The reasons why Turkey has officially changed its name.  The association with turkey is just one of them

Turkey has often been associated, in those parts of the English-speaking world, with the turkey, a bird that is best known as a symbol of Thanksgiving in North America. However, this is just one of the reasons why the Ankara authorities decided to ask the UN – and got – to change the name of the country from Turkey to Turkey, CNN reports.

The UN on Thursday acknowledged a change in the country’s name in Turkey, and Foreign Minister Mevlut Cavusoglu said the decision would “increase the value of the country’s brand”.

Several international bodies will be asked to change the country’s name as part of a rebranding campaign launched by the Turkish president late last year.

“Türkiye is the best representation and expression of the culture, civilization and values ​​of the Turkish people,” Recep Tayyip Erdogan said in December.

The main reason why Turkey is changing its name is to eliminate the association with turkey, “said Sinan Ulgen, chairman of the EDAM think tank in Istanbul.

“But the term is also used in colloquial language to denote failure,” he added.

For Erdogan, who is running for a new manga next year, the new name expresses “the culture, civilization and values ​​of the Turkish nation in the best way.”

International organizations will use the country’s new name, but the general public will not take it overnight for the general public, Ulgen said.

“It will probably take many years for the international public to move from Turkey to Turkey,” he said.

This is not the first time the country has tried to change its name. A similar attempt was made in the mid-1980s under Prime Minister Turgut Ozal, but he did not have enough support, he said.

There could also be political motivations behind this movement. New elections will be held next June, and the country is in an economic crisis.

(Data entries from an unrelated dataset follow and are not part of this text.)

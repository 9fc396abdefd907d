//! SQLite storage implementation

use std::path::Path;
use std::time::Duration;
use rusqlite::{Connection, params, OptionalExtension};
use serde::Serialize;
use crate::{Result, Error};
use crate::sock::{MAX_QUANTITY, Sock, stock_limit_exceeded};
use super::migrations::{self, AppliedMigration};

const SOCK_COLUMNS: &str = "id, color, cotton_percentage, quantity";

/// SQLite-backed storage for stock positions
pub struct SqliteStore {
    conn: Connection,
}

impl SqliteStore {
    /// Open a database file (creates if doesn't exist) and migrate it
    pub fn open(path: &Path) -> Result<Self> {
        let conn = Connection::open(path)?;
        conn.busy_timeout(Duration::from_secs(5))?;
        let mut store = Self { conn };
        store.migrate()?;
        Ok(store)
    }

    /// Open an already migrated database without touching its schema
    pub fn connect(path: &Path) -> Result<Self> {
        let conn = Connection::open(path)?;
        conn.busy_timeout(Duration::from_secs(5))?;
        Ok(Self { conn })
    }

    /// Open an in-memory database (for testing)
    pub fn open_in_memory() -> Result<Self> {
        let conn = Connection::open_in_memory()?;
        let mut store = Self { conn };
        store.migrate()?;
        Ok(store)
    }

    /// Apply pending schema migrations, returning the versions applied
    pub fn migrate(&mut self) -> Result<Vec<u32>> {
        migrations::apply(&mut self.conn, migrations::MIGRATIONS)
    }

    /// Migrations recorded in this database
    pub fn applied_migrations(&self) -> Result<Vec<AppliedMigration>> {
        migrations::applied(&self.conn)
    }

    // ========== Sock Operations ==========

    /// Get a position by id
    pub fn find_sock(&self, id: i64) -> Result<Option<Sock>> {
        self.conn
            .query_row(
                &format!("SELECT {SOCK_COLUMNS} FROM socks WHERE id = ?1"),
                [id],
                row_to_sock,
            )
            .optional()
            .map_err(Into::into)
    }

    /// Get the position for a `(color, cotton)` pair
    pub fn find_by_color_and_cotton(&self, color: &str, cotton_percentage: i64) -> Result<Option<Sock>> {
        self.conn
            .query_row(
                &format!("SELECT {SOCK_COLUMNS} FROM socks WHERE color = ?1 AND cotton_percentage = ?2"),
                params![color, cotton_percentage],
                row_to_sock,
            )
            .optional()
            .map_err(Into::into)
    }

    /// All positions ordered by color, then cotton percentage
    pub fn list_socks(&self) -> Result<Vec<Sock>> {
        let mut stmt = self.conn.prepare(&format!(
            "SELECT {SOCK_COLUMNS} FROM socks ORDER BY color, cotton_percentage"
        ))?;

        let socks = stmt
            .query_map([], row_to_sock)?
            .collect::<rusqlite::Result<Vec<_>>>()?;

        Ok(socks)
    }

    /// Add `quantity` to a position, creating it when absent.
    ///
    /// Returns the position after the change. A movement that would take the
    /// position past [`MAX_QUANTITY`] is refused with a validation error and
    /// leaves the stock untouched.
    pub fn add_quantity(&self, color: &str, cotton_percentage: i64, quantity: i64) -> Result<Sock> {
        self.try_add_quantity(color, cotton_percentage, quantity)?
            .ok_or_else(|| Error::Validation(vec![stock_limit_exceeded(color, cotton_percentage)]))
    }

    /// Like [`add_quantity`](Self::add_quantity) but keeps the driver error so
    /// callers can tell constraint violations from infrastructure failures.
    ///
    /// `Ok(None)` means the merged quantity would exceed [`MAX_QUANTITY`].
    pub fn try_add_quantity(
        &self,
        color: &str,
        cotton_percentage: i64,
        quantity: i64,
    ) -> rusqlite::Result<Option<Sock>> {
        self.conn
            .query_row(
                &format!(
                    r#"
                    INSERT INTO socks (color, cotton_percentage, quantity)
                    VALUES (?1, ?2, ?3)
                    ON CONFLICT(color, cotton_percentage) DO UPDATE
                        SET quantity = quantity + excluded.quantity
                        WHERE socks.quantity + excluded.quantity <= ?4
                    RETURNING {SOCK_COLUMNS}
                    "#
                ),
                params![color, cotton_percentage, quantity, MAX_QUANTITY],
                row_to_sock,
            )
            .optional()
    }

    /// Remove `quantity` from an existing position.
    ///
    /// A single conditional statement, so concurrent writers wait on the busy
    /// timeout instead of failing a lock upgrade.
    pub fn remove_quantity(&self, color: &str, cotton_percentage: i64, quantity: i64) -> Result<Sock> {
        let updated = self
            .conn
            .query_row(
                &format!(
                    r#"
                    UPDATE socks SET quantity = quantity - ?1
                    WHERE color = ?2 AND cotton_percentage = ?3 AND quantity >= ?1
                    RETURNING {SOCK_COLUMNS}
                    "#
                ),
                params![quantity, color, cotton_percentage],
                row_to_sock,
            )
            .optional()?;

        if let Some(sock) = updated {
            return Ok(sock);
        }

        match self.find_by_color_and_cotton(color, cotton_percentage)? {
            None => Err(Error::NotFound("Socks not found".to_string())),
            Some(current) => Err(Error::NotEnoughQuantity {
                requested: quantity,
                available: current.quantity,
            }),
        }
    }

    /// Overwrite every field of a position
    pub fn update_sock(&self, sock: &Sock) -> Result<()> {
        let changed = self.conn.execute(
            "UPDATE socks SET color = ?1, cotton_percentage = ?2, quantity = ?3 WHERE id = ?4",
            params![sock.color, sock.cotton_percentage, sock.quantity, sock.id],
        )?;
        if changed == 0 {
            return Err(Error::NotFound(format!("Sock not found with id: {}", sock.id)));
        }
        Ok(())
    }

    /// Sum of quantities of one color within an inclusive cotton range
    pub fn total_quantity(&self, color: &str, min_cotton: i64, max_cotton: i64) -> Result<i64> {
        let total: i64 = self.conn.query_row(
            r#"
            SELECT COALESCE(SUM(quantity), 0)
            FROM socks
            WHERE color = ?1 AND cotton_percentage >= ?2 AND cotton_percentage <= ?3
            "#,
            params![color, min_cotton, max_cotton],
            |row| row.get(0),
        )?;
        Ok(total)
    }

    /// Count all positions
    pub fn count_socks(&self) -> Result<usize> {
        let count: i64 = self.conn.query_row("SELECT COUNT(*) FROM socks", [], |row| row.get(0))?;
        Ok(count as usize)
    }

    /// Get database statistics
    pub fn stats(&self) -> Result<DbStats> {
        let (pairs, colors): (i64, i64) = self.conn.query_row(
            "SELECT COALESCE(SUM(quantity), 0), COUNT(DISTINCT color) FROM socks",
            [],
            |row| Ok((row.get(0)?, row.get(1)?)),
        )?;
        let schema_version: Option<u32> = self.conn.query_row(
            "SELECT MAX(version) FROM schema_migrations",
            [],
            |row| row.get(0),
        )?;

        Ok(DbStats {
            positions: self.count_socks()?,
            pairs,
            colors: colors as usize,
            schema_version: schema_version.unwrap_or(0),
        })
    }
}

/// Helper to convert a row to a Sock
fn row_to_sock(row: &rusqlite::Row) -> rusqlite::Result<Sock> {
    Ok(Sock {
        id: row.get(0)?,
        color: row.get(1)?,
        cotton_percentage: row.get(2)?,
        quantity: row.get(3)?,
    })
}

/// Whether a driver error was caused by the written data rather than the database
pub fn is_constraint_violation(err: &rusqlite::Error) -> bool {
    matches!(
        err,
        rusqlite::Error::SqliteFailure(e, _) if e.code == rusqlite::ErrorCode::ConstraintViolation
    )
}

/// Whether a driver error is a `UNIQUE(color, cotton_percentage)` clash
pub fn is_unique_violation(err: &rusqlite::Error) -> bool {
    matches!(
        err,
        rusqlite::Error::SqliteFailure(e, _) if e.extended_code == rusqlite::ffi::SQLITE_CONSTRAINT_UNIQUE
    )
}

/// Database statistics
#[derive(Debug, Clone, Serialize)]
pub struct DbStats {
    pub positions: usize,
    pub pairs: i64,
    pub colors: usize,
    pub schema_version: u32,
}
/// Progress events emitted by the importer while it streams rows
#[derive(Clone, Debug, PartialEq, Eq)]
pub enum ProgressMessage {
    Started {
        columns: usize,
    },
    Rows {
        rows: usize,
        imported: usize,
        failed: usize,
    },
    Finished {
        imported: usize,
        failed: usize,
    },
}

This is “another strategy of the government to reach the nationalist voters, in a crucial year for Turkish politics,” said Francesco Siccardi, an analyst at the Carnegie Europe think tank.

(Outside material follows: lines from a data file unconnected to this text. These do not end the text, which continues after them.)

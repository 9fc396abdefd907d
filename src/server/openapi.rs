//! OpenAPI 3 description of the HTTP surface, served at `/api-docs`

use serde_json::{json, Value};
use crate::sock::MAX_QUANTITY;

fn error_responses() -> Value {
    json!({
        "400": {
            "description": "Bad Request",
            "content": {"application/json": {"schema": {"oneOf": [
                {"$ref": "#/components/schemas/ErrorResponse"},
                {"$ref": "#/components/schemas/ErrorArrayResponse"}
            ]}}}
        },
        "404": {
            "description": "Not Found",
            "content": {"application/json": {"schema": {"$ref": "#/components/schemas/ErrorResponse"}}}
        },
        "500": {
            "description": "Internal Server Error",
            "content": {"application/json": {"schema": {"$ref": "#/components/schemas/ErrorResponse"}}}
        }
    })
}

/// Merge the shared error responses with an operation's own responses
fn responses(ok: Value) -> Value {
    let mut all = error_responses();
    if let (Some(all), Some(ok)) = (all.as_object_mut(), ok.as_object()) {
        for (code, response) in ok {
            all.insert(code.clone(), response.clone());
        }
    }
    all
}

fn json_body(schema: &str) -> Value {
    json!({
        "required": true,
        "content": {"application/json": {"schema": {"$ref": format!("#/components/schemas/{}", schema)}}}
    })
}

fn json_ok(schema: Value) -> Value {
    json!({"200": {"description": "OK", "content": {"application/json": {"schema": schema}}}})
}

fn id_param() -> Value {
    json!({"name": "id", "in": "path", "required": true, "schema": {"type": "integer", "format": "int64"}})
}

fn quantity_path() -> Value {
    json!({
        "get": {
            "summary": "Total quantity of socks matching a filter",
            "parameters": [
                {"name": "color", "in": "query", "required": true, "schema": {"type": "string"}, "example": "red"},
                {"name": "minCottonPercentage", "in": "query", "schema": {"type": "integer", "default": 0, "minimum": 0, "maximum": 100}},
                {"name": "maxCottonPercentage", "in": "query", "schema": {"type": "integer", "default": 100, "minimum": 0, "maximum": 100}}
            ],
            "responses": responses(json_ok(json!({"type": "integer", "format": "int64", "example": 10})))
        }
    })
}

fn movement_path(summary: &str, ok: Value) -> Value {
    json!({
        "post": {
            "summary": summary,
            "requestBody": json_body("SockRequest"),
            "responses": responses(json_ok(ok))
        }
    })
}

fn sock_by_id_path() -> Value {
    let sock = json!({"$ref": "#/components/schemas/Sock"});
    json!({
        "get": {
            "summary": "Get a stock position",
            "parameters": [id_param()],
            "responses": responses(json_ok(sock.clone()))
        },
        "put": {
            "summary": "Update a stock position",
            "parameters": [id_param()],
            "requestBody": json_body("SockRequest"),
            "responses": responses(json_ok(sock))
        }
    })
}

fn batch_path() -> Value {
    let upload = json!({
        "type": "object",
        "required": ["content"],
        "properties": {"content": {"type": "string", "format": "binary"}}
    });
    let ok = json!({
        "200": {"description": "OK", "content": {"application/json": {"schema": {"$ref": "#/components/schemas/ImportReport"}}}},
        "408": {"description": "Request Timeout", "content": {"application/json": {"schema": {"$ref": "#/components/schemas/ErrorResponse"}}}}
    });
    json!({
        "post": {
            "summary": "Import a CSV file of incoming socks",
            "description": "Header row names the columns color, cottonPercentage and quantity. Rows are committed one by one; invalid rows are reported and skipped.",
            "requestBody": {
                "required": true,
                "content": {"multipart/form-data": {"schema": upload}}
            },
            "responses": responses(ok)
        }
    })
}

fn health_path() -> Value {
    json!({
        "get": {
            "summary": "Liveness probe",
            "responses": json_ok(json!({"type": "object", "properties": {"status": {"type": "string"}}}))
        }
    })
}

fn sock_schema(with_id: bool) -> Value {
    let min_quantity = if with_id { 0 } else { 1 };
    let mut properties = json!({
        "color": {"type": "string", "example": "red"},
        "cottonPercentage": {"type": "integer", "minimum": 0, "maximum": 100, "example": 75},
        "quantity": {"type": "integer", "minimum": min_quantity, "maximum": MAX_QUANTITY, "example": 50}
    });
    let mut required = vec!["color", "cottonPercentage", "quantity"];
    if with_id {
        properties["id"] = json!({"type": "integer", "format": "int64"});
        required.insert(0, "id");
    }
    json!({"type": "object", "required": required, "properties": properties})
}

fn error_schema(array: bool) -> Value {
    let message = if array {
        json!({"type": "array", "items": {"type": "string"}})
    } else {
        json!({"type": "string"})
    };
    json!({
        "type": "object",
        "properties": {
            "status": {"type": "integer"},
            "error": {"type": "string"},
            "message": message
        }
    })
}

fn schemas() -> Value {
    json!({
        "Sock": sock_schema(true),
        "SockRequest": sock_schema(false),
        "RowError": {
            "type": "object",
            "required": ["row", "reason"],
            "properties": {
                "row": {"type": "integer", "description": "1-based data row, header excluded"},
                "column": {"type": "string"},
                "reason": {"type": "string"}
            }
        },
        "ImportReport": {
            "type": "object",
            "properties": {
                "rows": {"type": "integer"},
                "imported": {"type": "integer"},
                "failed": {"type": "integer"},
                "errors": {"type": "array", "items": {"$ref": "#/components/schemas/RowError"}},
                "cancelled": {"type": "boolean"}
            }
        },
        "ErrorResponse": error_schema(false),
        "ErrorArrayResponse": error_schema(true)
    })
}

pub fn document() -> Value {
    json!({
        "openapi": "3.0.3",
        "info": {
            "title": "Sockshop API",
            "description": "Warehouse stock of socks by color and cotton percentage",
            "version": env!("CARGO_PKG_VERSION")
        },
        "paths": {
            "/api/socks": quantity_path(),
            "/api/socks/income": movement_path("Register incoming socks", json!({"$ref": "#/components/schemas/Sock"})),
            "/api/socks/outcome": movement_path("Register outgoing socks", json!({"type": "string"})),
            "/api/socks/{id}": sock_by_id_path(),
            "/api/socks/batch": batch_path(),
            "/health": health_path()
        },
        "components": {"schemas": schemas()}
    })
}
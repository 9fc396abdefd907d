use serde::Serialize;

/// How CLI results are written to stdout
#[derive(Debug, Clone, Copy, PartialEq, Eq)]
pub enum OutputMode {
    Human,
    Json,
}

impl OutputMode {
    pub fn from_flag(json: bool) -> Self {
        if json { OutputMode::Json } else { OutputMode::Human }
    }

    pub fn is_human(&self) -> bool {
        *self == OutputMode::Human
    }
}

#[derive(Serialize)]
struct Envelope<'a, T: Serialize> {
    ok: bool,
    command: &'a str,
    data: T,
}

/// Print a machine-readable success envelope; no-op in human mode
pub fn emit_success<T: Serialize>(mode: OutputMode, command: &str, data: T) -> anyhow::Result<()> {
    if mode == OutputMode::Json {
        let envelope = Envelope { ok: true, command, data };
        println!("{}", serde_json::to_string_pretty(&envelope)?);
    }
    Ok(())
}
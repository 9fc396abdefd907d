use serde::{Deserialize, Serialize};
use std::path::{Path, PathBuf};
use std::time::Duration;

pub const DEFAULT_DATABASE: &str = "sockshop.db";
pub const DEFAULT_HOST: &str = "127.0.0.1";
pub const DEFAULT_PORT: u16 = 8080;
pub const DEFAULT_IMPORT_TIMEOUT_SECS: u64 = 300;
pub const DEFAULT_MAX_UPLOAD_BYTES: usize = 16 * 1024 * 1024;

/// Contents of `sockshop.toml`. Every key is optional.
#[derive(Debug, Clone, Serialize, Deserialize, Default, PartialEq, Eq)]
pub struct SockshopConfig {
    pub database: Option<String>,
    pub host: Option<String>,
    pub port: Option<u16>,
    pub import_timeout_secs: Option<u64>,
    /// Single-byte CSV field delimiter
    pub delimiter: Option<char>,
    pub max_upload_bytes: Option<usize>,
}

impl SockshopConfig {
    /// Values written by `sockshop init`
    pub fn with_defaults() -> Self {
        Self {
            database: Some(DEFAULT_DATABASE.to_string()),
            host: Some(DEFAULT_HOST.to_string()),
            port: Some(DEFAULT_PORT),
            import_timeout_secs: Some(DEFAULT_IMPORT_TIMEOUT_SECS),
            delimiter: Some(crate::importer::DEFAULT_DELIMITER as char),
            max_upload_bytes: Some(DEFAULT_MAX_UPLOAD_BYTES),
        }
    }

    pub fn database_path(&self) -> PathBuf {
        PathBuf::from(self.database.as_deref().unwrap_or(DEFAULT_DATABASE))
    }

    pub fn host(&self) -> &str {
        self.host.as_deref().unwrap_or(DEFAULT_HOST)
    }

    pub fn port(&self) -> u16 {
        self.port.unwrap_or(DEFAULT_PORT)
    }

    pub fn import_timeout(&self) -> Duration {
        Duration::from_secs(self.import_timeout_secs.unwrap_or(DEFAULT_IMPORT_TIMEOUT_SECS))
    }

    pub fn max_upload_bytes(&self) -> usize {
        self.max_upload_bytes.unwrap_or(DEFAULT_MAX_UPLOAD_BYTES)
    }

    pub fn delimiter(&self) -> anyhow::Result<u8> {
        match self.delimiter {
            None => Ok(crate::importer::DEFAULT_DELIMITER),
            Some(c) if c.is_ascii() => Ok(c as u8),
            Some(c) => anyhow::bail!("delimiter must be a single ASCII character, got '{}'", c),
        }
    }
}

pub fn default_config_path() -> PathBuf {
    PathBuf::from("sockshop.toml")
}

pub fn load_config(path: Option<&Path>) -> anyhow::Result<Option<SockshopConfig>> {
    let path = path.map(Path::to_path_buf).unwrap_or_else(default_config_path);
    if !path.exists() {
        return Ok(None);
    }

    let contents = std::fs::read_to_string(&path)?;
    let config: SockshopConfig = toml::from_str(&contents)?;
    tracing::debug!("Loaded config from {}", path.display());
    Ok(Some(config))
}

pub fn write_config(path: &Path, config: &SockshopConfig, force: bool) -> anyhow::Result<()> {
    if path.exists() && !force {
        anyhow::bail!("config already exists at {} (use --force to overwrite)", path.display());
    }

    let contents = toml::to_string_pretty(config)?;
    std::fs::write(path, contents)?;
    Ok(())
}

pub fn ensure_db_dir(db_path: &Path) -> anyhow::Result<()> {
    if let Some(parent) = db_path.parent() {
        if !parent.as_os_str().is_empty() && !parent.exists() {
            std::fs::create_dir_all(parent)?;
        }
    }
    Ok(())
}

The timing of the name change is “essential” for next year’s election, he said. “The decision to change the name was announced in December last year, when President Erdogan was behind in all opinion polls and the country was going through one of the worst economic crises in 20 years,” Siccardi said.

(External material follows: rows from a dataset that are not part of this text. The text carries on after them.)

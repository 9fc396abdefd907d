//! Column mapping: which CSV columns feed which fields, and how they are
//! converted and checked.

use std::collections::HashMap;
use csv::StringRecord;
use super::{ImportError, RowError};
use crate::sock::{MAX_COTTON, MAX_QUANTITY, MIN_COTTON, MIN_MOVEMENT};

/// Target type of a field, with its range constraints
#[derive(Debug, Clone, Copy, PartialEq, Eq)]
pub enum FieldKind {
    /// Free text; blank values count as missing
    Text,
    /// Signed integer, optionally bounded (inclusive)
    Integer { min: Option<i64>, max: Option<i64> },
}

#[derive(Debug, Clone, PartialEq, Eq)]
pub struct FieldSpec {
    pub column: String,
    pub kind: FieldKind,
    pub required: bool,
}

impl FieldSpec {
    pub fn required(column: &str, kind: FieldKind) -> Self {
        Self { column: column.to_string(), kind, required: true }
    }

    pub fn optional(column: &str, kind: FieldKind) -> Self {
        Self { column: column.to_string(), kind, required: false }
    }

    fn convert(&self, raw: &str) -> Result<Value, String> {
        match self.kind {
            FieldKind::Text => Ok(Value::Text(raw.to_string())),
            FieldKind::Integer { min, max } => {
                let value: i64 = raw
                    .parse()
                    .map_err(|_| format!("'{}' is not a valid integer", raw))?;
                if let Some(min) = min {
                    if value < min {
                        return Err(format!("value {} is less than minimum {}", value, min));
                    }
                }
                if let Some(max) = max {
                    if value > max {
                        return Err(format!("value {} is greater than maximum {}", value, max));
                    }
                }
                Ok(Value::Integer(value))
            }
        }
    }
}

/// A converted field value
#[derive(Debug, Clone, PartialEq, Eq)]
pub enum Value {
    Text(String),
    Integer(i64),
}

/// One validated row, keyed by field column name
#[derive(Debug, Clone, Default, PartialEq, Eq)]
pub struct ParsedRow {
    pub row: usize,
    values: HashMap<String, Value>,
}

impl ParsedRow {
    pub fn text(&self, column: &str) -> Option<&str> {
        match self.values.get(column) {
            Some(Value::Text(s)) => Some(s),
            _ => None,
        }
    }

    pub fn integer(&self, column: &str) -> Option<i64> {
        match self.values.get(column) {
            Some(Value::Integer(n)) => Some(*n),
            _ => None,
        }
    }
}

/// Ordered set of fields expected in an input file
#[derive(Debug, Clone, PartialEq, Eq)]
pub struct ImportSchema {
    fields: Vec<FieldSpec>,
}

impl ImportSchema {
    pub fn new(fields: Vec<FieldSpec>) -> Self {
        Self { fields }
    }

    /// Resolve a header record against this schema.
    ///
    /// Column names are matched case-insensitively. Duplicate names and
    /// absent required columns are fatal; unknown columns are ignored.
    pub fn bind(&self, header: &StringRecord) -> Result<ColumnBinding, ImportError> {
        let mut seen: HashMap<String, usize> = HashMap::new();
        for (index, name) in header.iter().enumerate() {
            let key = name.trim().to_lowercase();
            if key.is_empty() {
                continue;
            }
            if seen.insert(key, index).is_some() {
                return Err(ImportError::DuplicateColumn(name.trim().to_string()));
            }
        }

        let mut slots = Vec::with_capacity(self.fields.len());
        for (field_index, field) in self.fields.iter().enumerate() {
            match seen.remove(&field.column.to_lowercase()) {
                Some(csv_index) => slots.push(Slot { csv_index, field_index }),
                None if field.required => {
                    return Err(ImportError::MissingColumn(field.column.clone()));
                }
                None => {}
            }
        }

        let mut ignored: Vec<(usize, String)> = seen.into_iter().map(|(name, i)| (i, name)).collect();
        ignored.sort();

        Ok(ColumnBinding {
            width: header.len(),
            slots,
            ignored: ignored.into_iter().map(|(_, name)| name).collect(),
        })
    }
}

#[derive(Debug, Clone, Copy, PartialEq, Eq)]
struct Slot {
    csv_index: usize,
    field_index: usize,
}

/// A schema bound to the column positions of one particular file
#[derive(Debug, Clone, PartialEq, Eq)]
pub struct ColumnBinding {
    width: usize,
    slots: Vec<Slot>,
    ignored: Vec<String>,
}

impl ColumnBinding {
    /// Number of fields every row must carry
    pub fn width(&self) -> usize {
        self.width
    }

    /// Header columns no field maps to
    pub fn ignored(&self) -> &[String] {
        &self.ignored
    }

    /// Convert and validate one record. All problems of the row are returned.
    pub fn parse(
        &self,
        schema: &ImportSchema,
        row: usize,
        record: &StringRecord,
    ) -> Result<ParsedRow, Vec<RowError>> {
        if record.len() != self.width {
            return Err(vec![RowError::new(
                row,
                None,
                format!("expected {} fields, found {}", self.width, record.len()),
            )]);
        }

        let mut parsed = ParsedRow { row, values: HashMap::new() };
        let mut errors = Vec::new();

        for slot in &self.slots {
            let field = &schema.fields[slot.field_index];
            let raw = record.get(slot.csv_index).unwrap_or("").trim();

            if raw.is_empty() {
                if field.required {
                    errors.push(RowError::new(row, Some(&field.column), "missing required value"));
                }
                continue;
            }

            match field.convert(raw) {
                Ok(value) => {
                    parsed.values.insert(field.column.clone(), value);
                }
                Err(reason) => errors.push(RowError::new(row, Some(&field.column), reason)),
            }
        }

        if errors.is_empty() { Ok(parsed) } else { Err(errors) }
    }
}

/// Column mapping of the stock import file
pub fn sock_schema() -> ImportSchema {
    ImportSchema::new(vec![
        FieldSpec::required("color", FieldKind::Text),
        FieldSpec::required(
            "cottonPercentage",
            FieldKind::Integer { min: Some(MIN_COTTON), max: Some(MAX_COTTON) },
        ),
        FieldSpec::required(
            "quantity",
            FieldKind::Integer { min: Some(MIN_MOVEMENT), max: Some(MAX_QUANTITY) },
        ),
    ])
}

#[cfg(test)]
mod tests {
    use super::*;

    fn header(names: &[&str]) -> StringRecord {
        StringRecord::from(names.to_vec())
    }

    #[test]
    fn test_bind_is_case_insensitive_and_ignores_extras() {
        let schema = sock_schema();
        let binding = schema
            .bind(&header(&["Quantity", "note", "COLOR", "cottonpercentage"]))
            .unwrap();
        assert_eq!(binding.width(), 4);
        assert_eq!(binding.ignored(), &["note".to_string()]);

        let parsed = binding
            .parse(&schema, 1, &header(&["7", "gift", "red", "80"]))
            .unwrap();
        assert_eq!(parsed.text("color"), Some("red"));
        assert_eq!(parsed.integer("cottonPercentage"), Some(80));
        assert_eq!(parsed.integer("quantity"), Some(7));
    }

    #[test]
    fn test_bind_rejects_duplicates() {
        let err = sock_schema()
            .bind(&header(&["color", "cottonPercentage", "Color", "quantity"]))
            .unwrap_err();
        assert!(matches!(err, ImportError::DuplicateColumn(name) if name == "Color"));
    }

    #[test]
    fn test_bind_requires_columns() {
        let err = sock_schema().bind(&header(&["color", "quantity"])).unwrap_err();
        assert!(matches!(err, ImportError::MissingColumn(name) if name == "cottonPercentage"));
    }

    #[test]
    fn test_parse_reports_each_bad_field() {
        let schema = sock_schema();
        let binding = schema.bind(&header(&["color", "cottonPercentage", "quantity"])).unwrap();

        let errors = binding
            .parse(&schema, 3, &header(&["", "abc", "0"]))
            .unwrap_err();
        assert_eq!(errors.len(), 3);
        assert!(errors.iter().all(|e| e.row == 3));
        assert_eq!(errors[0].column.as_deref(), Some("color"));
        assert_eq!(errors[1].reason, "'abc' is not a valid integer");
        assert_eq!(errors[2].reason, "value 0 is less than minimum 1");
    }

    #[test]
    fn test_optional_field_may_be_blank() {
        let schema = ImportSchema::new(vec![
            FieldSpec::required("color", FieldKind::Text),
            FieldSpec::optional("note", FieldKind::Text),
        ]);
        let binding = schema.bind(&header(&["color", "note"])).unwrap();
        let parsed = binding.parse(&schema, 1, &header(&["red", ""])).unwrap();
        assert_eq!(parsed.text("note"), None);
        assert_eq!(parsed.text("color"), Some("red"));
    }

    #[test]
    fn test_field_count_mismatch() {
        let schema = sock_schema();
        let binding = schema.bind(&header(&["color", "cottonPercentage", "quantity"])).unwrap();
        let errors = binding.parse(&schema, 2, &header(&["red", "40"])).unwrap_err();
        assert_eq!(errors.len(), 1);
        assert_eq!(errors[0].column, None);
    }
}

Erdogan’s position in the polls has declined significantly over the years. Polls from the end of last year show that support for the ruling party is about 31-33%, according to Reuters, down from 42.6% during the 2018 parliamentary elections.

However, Ulgen believes that the name change was a rebranding strategy to enhance the country’s international position, rather than a stunt.

Turkey’s foreign trade deficit rose 98.5% from last year to $ 6.11 billion in April, according to Reuters. Annual inflation rose to 73.5% last month, the highest in 22 years. Analysts say that in times of crisis, the president tends to resort to populist movements to divert attention from domestic issues. Economic unrest has already taken people to the streets.

“The new name will distract the public from more concrete and pressing issues and give President Erdogan another argument to support a stronger and more traditional Turkey,” Siccardi said.